Apakah terkena hukum riba fadl?
Riba fadl adalah riba yang terjadi pada pertukaran dua barang yang sejenis
dengan memberikan tambahan pada salah satunya.
Dalam banyak hadis disebutkan,
ada 6 jenis barang ribawi, yaitu emas, perak, gandum, jelai
–sya’ îr- (padi-padian yang biji atau buahnya keras), kurma, dan garam.
Nabi Saw. mengajarkan, penukaran pada satu jenis barang ribawi ini tidak boleh
ada perbedaan. Satu dinar dengan satu dinar, satu dirham dengan satu dirham.
Kecuali pada barang berbeda jenis, satu dinar ditukar dengan 10 dirham atau
sebaliknya, tidak masalah. Begitu juga pada 4 jenis barang ribawi lainnya.

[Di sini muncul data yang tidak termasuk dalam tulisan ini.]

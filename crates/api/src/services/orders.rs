//! Order placement and lifecycle.
//!
//! Placing an order turns every line in the buyer's cart into an order row
//! and empties the cart, all in one transaction. Either every line becomes
//! an order or nothing changes.

use sqlx::PgPool;
use thiserror::Error;
use tracing::{info, instrument};

use lasu_mart_core::{
    DeliveryStatus, OrderId, PaymentMethod, ProductId, StatusTransitionError, UserId,
};

use crate::db::{OrderRepository, RepositoryError};
use crate::models::{CartLineSnapshot, Order, OrderDetail, OrderDraft};

/// Errors from order operations.
#[derive(Debug, Error)]
pub enum OrderError {
    /// A cart line points at a product that no longer exists.
    ///
    /// Deleting a product cascades to its cart lines, so this only fires
    /// when the product is deleted between locking the cart and reading the
    /// product row.
    #[error("product {0} is no longer available")]
    ProductUnavailable(ProductId),

    #[error("order not found")]
    NotFound,

    /// The caller is not the party allowed to do this.
    #[error("not allowed to access this order")]
    Forbidden,

    #[error("a delivery address is required")]
    MissingAddress,

    #[error("a {0} order cannot be cancelled")]
    NotCancellable(DeliveryStatus),

    #[error(transparent)]
    InvalidTransition(#[from] StatusTransitionError),

    #[error(transparent)]
    Repository(#[from] RepositoryError),
}

impl From<sqlx::Error> for OrderError {
    fn from(e: sqlx::Error) -> Self {
        Self::Repository(RepositoryError::Database(e))
    }
}

// =============================================================================
// Pure rules
// =============================================================================

/// Build one order draft per locked cart line.
///
/// # Errors
///
/// Returns [`OrderError::ProductUnavailable`] for the first line whose
/// product row is gone.
pub fn plan_orders(lines: &[CartLineSnapshot]) -> Result<Vec<OrderDraft>, OrderError> {
    lines
        .iter()
        .map(|line| {
            let (Some(product_name), Some(unit_price), Some(vendor_id)) = (
                line.product_name.clone(),
                line.unit_price,
                line.vendor_id.clone(),
            ) else {
                return Err(OrderError::ProductUnavailable(line.product_id));
            };

            Ok(OrderDraft {
                cart_line_id: line.cart_line_id,
                product_id: line.product_id,
                product_name,
                unit_price,
                variant: line.variant.clone(),
                vendor_id,
                quantity: line.quantity,
            })
        })
        .collect()
}

/// One notification per distinct vendor, in first-seen order.
#[must_use]
pub fn vendor_notifications(drafts: &[OrderDraft]) -> Vec<(UserId, String)> {
    let mut counts: Vec<(UserId, usize)> = Vec::new();
    for draft in drafts {
        match counts.iter_mut().find(|(vendor, _)| *vendor == draft.vendor_id) {
            Some((_, count)) => *count += 1,
            None => counts.push((draft.vendor_id.clone(), 1)),
        }
    }

    counts
        .into_iter()
        .map(|(vendor, count)| {
            let message = if count == 1 {
                "You have a new order".to_string()
            } else {
                format!("You have {count} new orders")
            };
            (vendor, message)
        })
        .collect()
}

/// Only the buyer may cancel, and only while the order is still open.
///
/// # Errors
///
/// Returns [`OrderError::Forbidden`] or [`OrderError::NotCancellable`].
pub fn authorize_cancel(order: &Order, caller: &UserId) -> Result<(), OrderError> {
    if &order.user_id != caller {
        return Err(OrderError::Forbidden);
    }
    if !matches!(
        order.delivery_status,
        DeliveryStatus::Pending | DeliveryStatus::Active
    ) {
        return Err(OrderError::NotCancellable(order.delivery_status));
    }
    Ok(())
}

/// Only the vendor who sold the product may move the delivery status.
///
/// # Errors
///
/// Returns [`OrderError::Forbidden`] or [`OrderError::InvalidTransition`].
pub fn authorize_status_change(
    order: &Order,
    caller: &UserId,
    next: DeliveryStatus,
) -> Result<DeliveryStatus, OrderError> {
    if &order.vendor_id != caller {
        return Err(OrderError::Forbidden);
    }
    Ok(order.delivery_status.transition_to(next)?)
}

/// The buyer and the vendor can see an order; nobody else.
///
/// # Errors
///
/// Returns [`OrderError::Forbidden`] for anyone else.
pub fn authorize_view(order: &Order, caller: &UserId) -> Result<(), OrderError> {
    if &order.user_id == caller || &order.vendor_id == caller {
        Ok(())
    } else {
        Err(OrderError::Forbidden)
    }
}

// =============================================================================
// Transactions
// =============================================================================

/// Turn the buyer's cart into orders.
///
/// An empty cart succeeds with no orders.
///
/// # Errors
///
/// Returns [`OrderError::ProductUnavailable`] if any line's product is gone,
/// leaving the cart untouched.
#[instrument(skip(pool, address), fields(user_id = %user_id))]
pub async fn place(
    pool: &PgPool,
    user_id: &UserId,
    address: &str,
    payment_method: PaymentMethod,
) -> Result<Vec<Order>, OrderError> {
    let address = address.trim();
    if address.is_empty() {
        return Err(OrderError::MissingAddress);
    }

    // Any early return drops `tx`, which rolls it back.
    let mut tx = pool.begin().await?;

    let lines = OrderRepository::lock_cart(&mut tx, user_id).await?;
    if lines.is_empty() {
        tx.rollback().await?;
        return Ok(Vec::new());
    }

    let drafts = plan_orders(&lines)?;
    let orders =
        OrderRepository::insert_drafts(&mut tx, user_id, address, payment_method, &drafts).await?;

    let consumed: Vec<_> = drafts.iter().map(|d| d.cart_line_id).collect();
    OrderRepository::delete_cart_lines(&mut tx, &consumed).await?;
    OrderRepository::notify_vendors(&mut tx, &vendor_notifications(&drafts)).await?;

    tx.commit().await?;

    info!(orders = orders.len(), "Orders placed");
    Ok(orders)
}

/// Cancel an order on the buyer's behalf.
///
/// # Errors
///
/// Returns [`OrderError::NotFound`], [`OrderError::Forbidden`] or
/// [`OrderError::NotCancellable`].
#[instrument(skip(pool), fields(order_id = %order_id, caller = %caller))]
pub async fn cancel(pool: &PgPool, order_id: OrderId, caller: &UserId) -> Result<Order, OrderError> {
    let mut tx = pool.begin().await?;

    let order = OrderRepository::lock(&mut tx, order_id)
        .await?
        .ok_or(OrderError::NotFound)?;
    authorize_cancel(&order, caller)?;

    let order = OrderRepository::set_status(&mut tx, order_id, DeliveryStatus::Cancelled).await?;
    tx.commit().await?;

    info!("Order cancelled");
    Ok(order)
}

/// Move an order's delivery status on the vendor's behalf.
///
/// # Errors
///
/// Returns [`OrderError::NotFound`], [`OrderError::Forbidden`] or
/// [`OrderError::InvalidTransition`].
#[instrument(skip(pool), fields(order_id = %order_id, caller = %caller, next = %next))]
pub async fn update_status(
    pool: &PgPool,
    order_id: OrderId,
    caller: &UserId,
    next: DeliveryStatus,
) -> Result<Order, OrderError> {
    let mut tx = pool.begin().await?;

    let order = OrderRepository::lock(&mut tx, order_id)
        .await?
        .ok_or(OrderError::NotFound)?;
    let next = authorize_status_change(&order, caller, next)?;

    let order = OrderRepository::set_status(&mut tx, order_id, next).await?;
    tx.commit().await?;

    info!("Order status updated");
    Ok(order)
}

/// Fetch an order for its buyer or vendor.
///
/// # Errors
///
/// Returns [`OrderError::NotFound`] or [`OrderError::Forbidden`].
pub async fn view(
    pool: &PgPool,
    order_id: OrderId,
    caller: &UserId,
) -> Result<OrderDetail, OrderError> {
    let detail = OrderRepository::new(pool)
        .get_detail(order_id)
        .await?
        .ok_or(OrderError::NotFound)?;
    authorize_view(&detail.order, caller)?;
    Ok(detail)
}

#[cfg(test)]
#[allow(clippy::unwrap_used)]
mod tests {
    use chrono::Utc;
    use lasu_mart_core::{CartLineId, Price};

    use super::*;

    fn line(vendor: Option<&str>) -> CartLineSnapshot {
        CartLineSnapshot {
            cart_line_id: CartLineId::random(),
            product_id: ProductId::random(),
            variant: Some("red".to_string()),
            quantity: 2,
            product_name: vendor.map(|_| "Desk lamp".to_string()),
            unit_price: vendor.map(|_| "4500".parse::<Price>().unwrap()),
            vendor_id: vendor.map(UserId::new),
        }
    }

    fn order(buyer: &str, vendor: &str, status: DeliveryStatus) -> Order {
        Order {
            order_id: OrderId::random(),
            product_id: Some(ProductId::random()),
            product_name: "Desk lamp".to_string(),
            unit_price: Price::ZERO,
            variant: None,
            vendor_id: UserId::new(vendor),
            quantity_ordered: 1,
            user_id: UserId::new(buyer),
            address: "Hall 3, LASU".to_string(),
            payment_method: PaymentMethod::OnDelivery,
            delivery_status: status,
            created_at: Utc::now(),
            updated_at: Utc::now(),
        }
    }

    #[test]
    fn test_plan_orders_snapshots_each_line() {
        let lines = vec![line(Some("vendor-a")), line(Some("vendor-b"))];
        let drafts = plan_orders(&lines).unwrap();

        assert_eq!(drafts.len(), 2);
        for (draft, line) in drafts.iter().zip(&lines) {
            assert_eq!(draft.cart_line_id, line.cart_line_id);
            assert_eq!(draft.product_id, line.product_id);
            assert_eq!(draft.quantity, 2);
            assert_eq!(draft.variant.as_deref(), Some("red"));
            assert_eq!(Some(&draft.vendor_id), line.vendor_id.as_ref());
        }
    }

    #[test]
    fn test_plan_orders_rejects_missing_product() {
        let gone = line(None);
        let gone_id = gone.product_id;
        let lines = vec![line(Some("vendor-a")), gone];

        assert!(matches!(
            plan_orders(&lines),
            Err(OrderError::ProductUnavailable(id)) if id == gone_id
        ));
    }

    #[test]
    fn test_plan_orders_empty_cart() {
        assert!(plan_orders(&[]).unwrap().is_empty());
    }

    #[test]
    fn test_one_notification_per_vendor() {
        let drafts = plan_orders(&[
            line(Some("vendor-a")),
            line(Some("vendor-b")),
            line(Some("vendor-a")),
        ])
        .unwrap();

        let notes = vendor_notifications(&drafts);
        assert_eq!(
            notes,
            vec![
                (UserId::new("vendor-a"), "You have 2 new orders".to_string()),
                (UserId::new("vendor-b"), "You have a new order".to_string()),
            ]
        );
    }

    #[test]
    fn test_only_buyer_can_cancel() {
        let order = order("buyer", "vendor", DeliveryStatus::Pending);
        assert!(authorize_cancel(&order, &UserId::new("buyer")).is_ok());
        assert!(matches!(
            authorize_cancel(&order, &UserId::new("vendor")),
            Err(OrderError::Forbidden)
        ));
        assert!(matches!(
            authorize_cancel(&order, &UserId::new("stranger")),
            Err(OrderError::Forbidden)
        ));
    }

    #[test]
    fn test_closed_orders_cannot_be_cancelled() {
        for status in [DeliveryStatus::Delivered, DeliveryStatus::Cancelled] {
            let order = order("buyer", "vendor", status);
            assert!(matches!(
                authorize_cancel(&order, &UserId::new("buyer")),
                Err(OrderError::NotCancellable(s)) if s == status
            ));
        }
        let active = order("buyer", "vendor", DeliveryStatus::Active);
        assert!(authorize_cancel(&active, &UserId::new("buyer")).is_ok());
    }

    #[test]
    fn test_only_vendor_can_move_status() {
        let order = order("buyer", "vendor", DeliveryStatus::Pending);
        assert_eq!(
            authorize_status_change(&order, &UserId::new("vendor"), DeliveryStatus::Active)
                .unwrap(),
            DeliveryStatus::Active
        );
        assert!(matches!(
            authorize_status_change(&order, &UserId::new("buyer"), DeliveryStatus::Delivered),
            Err(OrderError::Forbidden)
        ));
    }

    #[test]
    fn test_terminal_status_is_final() {
        let order = order("buyer", "vendor", DeliveryStatus::Delivered);
        assert!(matches!(
            authorize_status_change(&order, &UserId::new("vendor"), DeliveryStatus::Pending),
            Err(OrderError::InvalidTransition(_))
        ));
    }

    #[test]
    fn test_view_limited_to_parties() {
        let order = order("buyer", "vendor", DeliveryStatus::Pending);
        assert!(authorize_view(&order, &UserId::new("buyer")).is_ok());
        assert!(authorize_view(&order, &UserId::new("vendor")).is_ok());
        assert!(matches!(
            authorize_view(&order, &UserId::new("stranger")),
            Err(OrderError::Forbidden)
        ));
    }
}
//! Identity provider integration.
//!
//! Accounts, passwords and ID tokens live with an external identity
//! provider; this service only keeps a profile row per uid. The provider is
//! reached through [`IdentityProvider`] so handlers and tests never depend on
//! a concrete client.

pub mod error;
pub mod http;

use async_trait::async_trait;
use secrecy::SecretString;
use serde::{Deserialize, Serialize};

use lasu_mart_core::{Email, PhoneNumber, Role, UserId};

use crate::models::Verified;

pub use error::IdentityError;
pub use http::HttpIdentityProvider;

/// Custom claims attached to every account.
#[derive(Debug, Clone, Copy, Default, PartialEq, Eq, Serialize, Deserialize)]
pub struct Claims {
    #[serde(default)]
    pub role: Role,
    #[serde(default, alias = "isVerified")]
    pub verified: Verified,
}

/// Account details sent on registration.
#[derive(Debug)]
pub struct NewIdentity {
    pub email: Email,
    pub password: SecretString,
    pub display_name: String,
    pub phone_number: PhoneNumber,
}

/// An account as stored by the provider.
#[derive(Debug, Clone, PartialEq, Eq, Deserialize)]
pub struct IdentityRecord {
    pub uid: UserId,
    pub email: Email,
    pub display_name: String,
    pub phone_number: PhoneNumber,
}

/// The result of verifying an ID token.
#[derive(Debug, Clone, PartialEq, Eq, Deserialize)]
pub struct VerifiedToken {
    pub uid: UserId,
    #[serde(default)]
    pub claims: Claims,
}

/// Operations the marketplace needs from the identity provider.
#[async_trait]
pub trait IdentityProvider: Send + Sync {
    /// Create an account.
    async fn create_user(&self, user: &NewIdentity) -> Result<IdentityRecord, IdentityError>;

    /// Delete an account. Used to undo a registration whose profile row
    /// could not be written.
    async fn delete_user(&self, uid: &UserId) -> Result<(), IdentityError>;

    /// Verify an ID token issued by the provider.
    async fn verify_id_token(&self, token: &str) -> Result<VerifiedToken, IdentityError>;

    /// Read an account's custom claims.
    async fn get_claims(&self, uid: &UserId) -> Result<Claims, IdentityError>;

    /// Replace an account's custom claims.
    async fn set_claims(&self, uid: &UserId, claims: &Claims) -> Result<(), IdentityError>;
}

#[cfg(test)]
#[allow(clippy::unwrap_used)]
mod tests {
    use super::*;

    #[test]
    fn test_claims_default_to_unverified_user() {
        let claims: Claims = serde_json::from_str("{}").unwrap();
        assert_eq!(claims.role, Role::User);
        assert!(!claims.verified.can_sell());
    }

    #[test]
    fn test_claims_accept_legacy_verified_key() {
        let claims: Claims = serde_json::from_str(
            r#"{"role":"admin","isVerified":{"email":true,"phone":false}}"#,
        )
        .unwrap();
        assert_eq!(claims.role, Role::Admin);
        assert!(claims.verified.email);
        assert!(!claims.verified.phone);
    }
}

Apakah Uang kertas masuk barang ribawi? Iya, sebagaimana dipandang oleh kalangan
ulama Malikiah dan Syafiiah. Menurut mereka, ‘illah (logika)
keharaman pada emas dan perak adalah digunakan sebagai mata uang -alat tukar-
(al-tsamaniah). Dan uang kertas pada masa sekarang ini digunakan memang sebagai
mata uang. Hampir tidak ada lagi negara yang menggunakan emas dan perak sebagai
alat tukar yang sah.
Bahkan menurut kalangan ulama Hanafiah, semua yang dapat ditakar dan ditimbang
adalah barang ribawi, tidak boleh ada perbedaan dalam pertukaran barang sejenis
di dalamnya.
Menguatkan pendapat ulama Malikiah dan Syafiiah tentang masuknya uang kertas
pada kategori naqdain (emas dan perak), bahwa jumhur ulama
kontemporer telah memasukkan uang kertas ke dalam kategori naqdain,
sehingga wajib dikeluarkan zakatnya. Hal ini disampaikan oleh Syekh Wahbah
Zuhaili dalam bukunya al-Fiqh al-Islami wa Adillatuhu. Jika dalam
zakat, uang kertas masuk kategori naqdain, tentu ia juga dapat
dikategorikan naqdain dalam riba fadl.
Maka, jika kita mengikuti pendapat para ulama besar ini, praktek tukar uang
receh menjelang lebaran adalah tidak boleh. 100 ribu rupiah tidak boleh ditukar
dengan 90 ribu receh, dan seterusnya.